### [Data shown]
◇ ◇ ◇ ◇

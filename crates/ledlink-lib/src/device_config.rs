//! Device configuration mirror — the state the heartbeat keeps in sync.
//!
//! Field names match the controller firmware's JSON keys exactly.
//! A `get_config` reply is merged field by field through [`ConfigPatch`]:
//! keys the device did not echo keep their local value.

use std::fmt;
use std::str::FromStr;

use serde::{Deserialize, Serialize};

use crate::error::{LedlinkError, Result};
use crate::protocol;

/// One stored WiFi network pushed to the device.
#[derive(Debug, Clone, Default, PartialEq, Eq, Serialize, Deserialize)]
pub struct NetworkCredential {
    pub ssid: String,
    pub pass: String,
}

#[derive(Debug, Clone, PartialEq, Eq, Serialize, Deserialize)]
pub struct DeviceConfig {
    /// Number of pixels on the strip.
    pub total_leds: u16,
    /// Pixels the effect runs on (1..=total_leds).
    pub active_len: u16,
    /// [`Effect`] index.
    pub effect: u8,
    /// Global brightness.
    pub bright: u8,
    pub breath_en: bool,
    pub breath_freq: u16,
    /// Animation direction, +1 or -1.
    pub dir: i8,
    pub flow_speed: u16,
    pub solid_r: u8,
    pub solid_g: u8,
    pub solid_b: u8,
    pub comet_len: u16,
    pub comet_rainbow: bool,
    #[serde(default, skip_serializing_if = "Option::is_none")]
    pub wifi: Option<Vec<NetworkCredential>>,
}

impl Default for DeviceConfig {
    fn default() -> Self {
        DeviceConfig {
            total_leds: 60,
            active_len: 60,
            effect: Effect::Rainbow as u8,
            bright: 128,
            breath_en: true,
            breath_freq: 15,
            dir: 1,
            flow_speed: 30,
            solid_r: 255,
            solid_g: 80,
            solid_b: 80,
            comet_len: 5,
            comet_rainbow: false,
            wifi: None,
        }
    }
}

// ── Effects ──

#[derive(Debug, Clone, Copy, PartialEq, Eq)]
#[repr(u8)]
pub enum Effect {
    Rainbow = 0,
    Comet = 1,
    Static = 2,
    Blink = 3,
    Marquee = 4,
}

impl Effect {
    pub const ALL: [Effect; 5] = [
        Effect::Rainbow,
        Effect::Comet,
        Effect::Static,
        Effect::Blink,
        Effect::Marquee,
    ];

    pub fn from_index(idx: u8) -> Option<Self> {
        Self::ALL.get(idx as usize).copied()
    }

    pub fn name(self) -> &'static str {
        match self {
            Effect::Rainbow => "rainbow",
            Effect::Comet => "comet",
            Effect::Static => "static",
            Effect::Blink => "blink",
            Effect::Marquee => "marquee",
        }
    }
}

impl fmt::Display for Effect {
    fn fmt(&self, f: &mut fmt::Formatter<'_>) -> fmt::Result {
        f.write_str(self.name())
    }
}

impl FromStr for Effect {
    type Err = ValidationError;

    /// Accepts a name (`"comet"`) or an index (`"1"`).
    fn from_str(s: &str) -> std::result::Result<Self, Self::Err> {
        let s = s.trim();
        if let Ok(idx) = s.parse::<u8>() {
            return Effect::from_index(idx).ok_or(ValidationError::OutOfRange {
                field: "effect",
                value: i64::from(idx),
                min: 0,
                max: Effect::ALL.len() as i64 - 1,
            });
        }
        Effect::ALL
            .iter()
            .copied()
            .find(|e| e.name().eq_ignore_ascii_case(s))
            .ok_or_else(|| ValidationError::InvalidValue {
                field: "effect",
                value: s.to_string(),
            })
    }
}

// ── Field addressing ──

/// A scalar configuration field, addressed by its wire name.
#[derive(Debug, Clone, Copy, PartialEq, Eq)]
pub enum ConfigField {
    TotalLeds,
    ActiveLen,
    Effect,
    Bright,
    BreathEn,
    BreathFreq,
    Dir,
    FlowSpeed,
    SolidR,
    SolidG,
    SolidB,
    CometLen,
    CometRainbow,
}

impl ConfigField {
    pub const ALL: [ConfigField; 13] = [
        ConfigField::TotalLeds,
        ConfigField::ActiveLen,
        ConfigField::Effect,
        ConfigField::Bright,
        ConfigField::BreathEn,
        ConfigField::BreathFreq,
        ConfigField::Dir,
        ConfigField::FlowSpeed,
        ConfigField::SolidR,
        ConfigField::SolidG,
        ConfigField::SolidB,
        ConfigField::CometLen,
        ConfigField::CometRainbow,
    ];

    pub fn name(self) -> &'static str {
        match self {
            ConfigField::TotalLeds => "total_leds",
            ConfigField::ActiveLen => "active_len",
            ConfigField::Effect => "effect",
            ConfigField::Bright => "bright",
            ConfigField::BreathEn => "breath_en",
            ConfigField::BreathFreq => "breath_freq",
            ConfigField::Dir => "dir",
            ConfigField::FlowSpeed => "flow_speed",
            ConfigField::SolidR => "solid_r",
            ConfigField::SolidG => "solid_g",
            ConfigField::SolidB => "solid_b",
            ConfigField::CometLen => "comet_len",
            ConfigField::CometRainbow => "comet_rainbow",
        }
    }
}

impl fmt::Display for ConfigField {
    fn fmt(&self, f: &mut fmt::Formatter<'_>) -> fmt::Result {
        f.write_str(self.name())
    }
}

impl FromStr for ConfigField {
    type Err = ValidationError;

    fn from_str(s: &str) -> std::result::Result<Self, Self::Err> {
        let s = s.trim();
        ConfigField::ALL
            .iter()
            .copied()
            .find(|f| f.name().eq_ignore_ascii_case(s))
            .ok_or_else(|| ValidationError::UnknownField(s.to_string()))
    }
}

// ── Validation ──

/// Rejected configuration edits, and problems [`DeviceConfig::validate`] finds.
#[derive(Debug, Clone, PartialEq)]
pub enum ValidationError {
    UnknownField(String),
    InvalidValue {
        field: &'static str,
        value: String,
    },
    OutOfRange {
        field: &'static str,
        value: i64,
        min: i64,
        max: i64,
    },
    ActiveExceedsTotal {
        active: u16,
        total: u16,
    },
}

impl fmt::Display for ValidationError {
    fn fmt(&self, f: &mut fmt::Formatter<'_>) -> fmt::Result {
        match self {
            ValidationError::UnknownField(name) => write!(f, "Unknown config field: {name}"),
            ValidationError::InvalidValue { field, value } => {
                write!(f, "Invalid value for {field}: \"{value}\"")
            }
            ValidationError::OutOfRange {
                field,
                value,
                min,
                max,
            } => write!(f, "{field} = {value} is out of range ({min}..={max})"),
            ValidationError::ActiveExceedsTotal { active, total } => {
                write!(f, "active_len ({active}) exceeds total_leds ({total})")
            }
        }
    }
}

impl std::error::Error for ValidationError {}

fn parse_in_range(
    field: ConfigField,
    value: &str,
    min: i64,
    max: i64,
) -> std::result::Result<i64, ValidationError> {
    let n: i64 = value
        .trim()
        .parse()
        .map_err(|_| ValidationError::InvalidValue {
            field: field.name(),
            value: value.trim().to_string(),
        })?;
    check_range(field.name(), n, min, max)
}

fn check_range(
    field: &'static str,
    n: i64,
    min: i64,
    max: i64,
) -> std::result::Result<i64, ValidationError> {
    if n < min || n > max {
        return Err(ValidationError::OutOfRange {
            field,
            value: n,
            min,
            max,
        });
    }
    Ok(n)
}

fn parse_bool(field: ConfigField, value: &str) -> std::result::Result<bool, ValidationError> {
    match value.trim().to_ascii_lowercase().as_str() {
        "true" | "on" | "yes" | "1" => Ok(true),
        "false" | "off" | "no" | "0" => Ok(false),
        other => Err(ValidationError::InvalidValue {
            field: field.name(),
            value: other.to_string(),
        }),
    }
}

fn parse_dir(value: &str) -> std::result::Result<i8, ValidationError> {
    match value.trim().to_ascii_lowercase().as_str() {
        "1" | "+1" | "forward" => Ok(1),
        "-1" | "reverse" | "backward" => Ok(-1),
        other => Err(ValidationError::InvalidValue {
            field: "dir",
            value: other.to_string(),
        }),
    }
}

impl DeviceConfig {
    /// Apply one edit, parsing `value` for the field's type and range.
    ///
    /// Shrinking `total_leds` below `active_len` pulls `active_len` down
    /// with it, matching the bound the editor enforces.
    pub fn set(
        &mut self,
        field: ConfigField,
        value: &str,
    ) -> std::result::Result<(), ValidationError> {
        let u8_max = i64::from(u8::MAX);
        let u16_max = i64::from(u16::MAX);
        match field {
            ConfigField::TotalLeds => {
                let n = parse_in_range(field, value, 1, u16_max)? as u16;
                self.total_leds = n;
                self.active_len = self.active_len.min(n);
            }
            ConfigField::ActiveLen => {
                let n = parse_in_range(field, value, 1, i64::from(self.total_leds))?;
                self.active_len = n as u16;
            }
            ConfigField::Effect => self.effect = value.parse::<Effect>()? as u8,
            ConfigField::Bright => self.bright = parse_in_range(field, value, 0, u8_max)? as u8,
            ConfigField::BreathEn => self.breath_en = parse_bool(field, value)?,
            ConfigField::BreathFreq => {
                self.breath_freq = parse_in_range(field, value, 5, 60)? as u16
            }
            ConfigField::Dir => self.dir = parse_dir(value)?,
            ConfigField::FlowSpeed => {
                self.flow_speed = parse_in_range(field, value, 0, 100)? as u16
            }
            ConfigField::SolidR => self.solid_r = parse_in_range(field, value, 0, u8_max)? as u8,
            ConfigField::SolidG => self.solid_g = parse_in_range(field, value, 0, u8_max)? as u8,
            ConfigField::SolidB => self.solid_b = parse_in_range(field, value, 0, u8_max)? as u8,
            ConfigField::CometLen => self.comet_len = parse_in_range(field, value, 1, 30)? as u16,
            ConfigField::CometRainbow => self.comet_rainbow = parse_bool(field, value)?,
        }
        Ok(())
    }

    /// Current value of a field, formatted the way [`set`](Self::set) accepts it.
    pub fn get(&self, field: ConfigField) -> String {
        match field {
            ConfigField::TotalLeds => self.total_leds.to_string(),
            ConfigField::ActiveLen => self.active_len.to_string(),
            ConfigField::Effect => self.effect.to_string(),
            ConfigField::Bright => self.bright.to_string(),
            ConfigField::BreathEn => self.breath_en.to_string(),
            ConfigField::BreathFreq => self.breath_freq.to_string(),
            ConfigField::Dir => self.dir.to_string(),
            ConfigField::FlowSpeed => self.flow_speed.to_string(),
            ConfigField::SolidR => self.solid_r.to_string(),
            ConfigField::SolidG => self.solid_g.to_string(),
            ConfigField::SolidB => self.solid_b.to_string(),
            ConfigField::CometLen => self.comet_len.to_string(),
            ConfigField::CometRainbow => self.comet_rainbow.to_string(),
        }
    }

    /// Validate the whole configuration, collecting all problems.
    ///
    /// A device reply can carry values the editor would never produce, so
    /// this is also useful after a merge.
    pub fn validate(&self) -> std::result::Result<(), Vec<ValidationError>> {
        let mut errors = Vec::new();

        if self.total_leds == 0 {
            errors.push(ValidationError::OutOfRange {
                field: "total_leds",
                value: 0,
                min: 1,
                max: i64::from(u16::MAX),
            });
        }
        if self.active_len > self.total_leds {
            errors.push(ValidationError::ActiveExceedsTotal {
                active: self.active_len,
                total: self.total_leds,
            });
        }
        if Effect::from_index(self.effect).is_none() {
            errors.push(ValidationError::OutOfRange {
                field: "effect",
                value: i64::from(self.effect),
                min: 0,
                max: Effect::ALL.len() as i64 - 1,
            });
        }
        if self.dir != 1 && self.dir != -1 {
            errors.push(ValidationError::InvalidValue {
                field: "dir",
                value: self.dir.to_string(),
            });
        }
        for (field, value, min, max) in [
            ("breath_freq", i64::from(self.breath_freq), 5, 60),
            ("flow_speed", i64::from(self.flow_speed), 0, 100),
            ("comet_len", i64::from(self.comet_len), 1, 30),
        ] {
            if let Err(e) = check_range(field, value, min, max) {
                errors.push(e);
            }
        }

        if errors.is_empty() {
            Ok(())
        } else {
            Err(errors)
        }
    }

    /// Copy with the invariants the firmware relies on forced to hold:
    /// `active_len <= total_leds` and `dir` in {-1, +1}.
    pub fn normalized(&self) -> DeviceConfig {
        let mut out = self.clone();
        out.active_len = out.active_len.min(out.total_leds);
        out.dir = if out.dir < 0 { -1 } else { 1 };
        out
    }

    /// Overlay every field present in `patch`.
    pub fn merge(&mut self, patch: ConfigPatch) {
        macro_rules! overlay {
            ($($field:ident),* $(,)?) => {
                $( if let Some(v) = patch.$field { self.$field = v; } )*
            };
        }
        overlay!(
            total_leds,
            active_len,
            effect,
            bright,
            breath_en,
            breath_freq,
            dir,
            flow_speed,
            solid_r,
            solid_g,
            solid_b,
            comet_len,
            comet_rainbow,
        );
        if let Some(wifi) = patch.wifi {
            self.wifi = Some(wifi);
        }
    }

    /// Decode a `get_config` reply and merge it over this configuration.
    ///
    /// Fails with a protocol error (leaving `self` untouched) when the reply
    /// is not a JSON object or a known field has the wrong type.
    pub fn merge_reply(&mut self, payload: &[u8]) -> Result<()> {
        let obj = protocol::decode_object(payload)?;
        let patch: ConfigPatch = serde_json::from_value(serde_json::Value::Object(obj))
            .map_err(|e| LedlinkError::Protocol(format!("config reply: {e}")))?;
        self.merge(patch);
        Ok(())
    }

    /// Solid color as an `(r, g, b)` triple.
    pub fn solid_rgb(&self) -> (u8, u8, u8) {
        (self.solid_r, self.solid_g, self.solid_b)
    }
}

/// A partial configuration: every field optional, unknown keys ignored.
#[derive(Debug, Clone, Default, PartialEq, Deserialize)]
pub struct ConfigPatch {
    pub total_leds: Option<u16>,
    pub active_len: Option<u16>,
    pub effect: Option<u8>,
    pub bright: Option<u8>,
    pub breath_en: Option<bool>,
    pub breath_freq: Option<u16>,
    pub dir: Option<i8>,
    pub flow_speed: Option<u16>,
    pub solid_r: Option<u8>,
    pub solid_g: Option<u8>,
    pub solid_b: Option<u8>,
    pub comet_len: Option<u16>,
    pub comet_rainbow: Option<bool>,
    pub wifi: Option<Vec<NetworkCredential>>,
}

◇ ◇ ◇ ◇

### [Problem description]
Reproduce the lines of the entries above from the one with "self.active_len = self.active_len.min(n);" to the one with "self.solid_b = parse_in_range(field, value, 0, u8_max)?", both included, exactly and without any other line.

### [Task result]
                self.active_len = self.active_len.min(n);
            }
            ConfigField::ActiveLen => {
                let n = parse_in_range(field, value, 1, i64::from(self.total_leds))?;
                self.active_len = n as u16;
            }
            ConfigField::Effect => self.effect = value.parse::<Effect>()? as u8,
            ConfigField::Bright => self.bright = parse_in_range(field, value, 0, u8_max)? as u8,
            ConfigField::BreathEn => self.breath_en = parse_bool(field, value)?,
            ConfigField::BreathFreq => {
                self.breath_freq = parse_in_range(field, value, 5, 60)? as u16
            }
            ConfigField::Dir => self.dir = parse_dir(value)?,
            ConfigField::FlowSpeed => {
                self.flow_speed = parse_in_range(field, value, 0, 100)? as u16
            }
            ConfigField::SolidR => self.solid_r = parse_in_range(field, value, 0, u8_max)? as u8,
            ConfigField::SolidG => self.solid_g = parse_in_range(field, value, 0, u8_max)? as u8,
            ConfigField::SolidB => self.solid_b = parse_in_range(field, value, 0, u8_max)? as u8,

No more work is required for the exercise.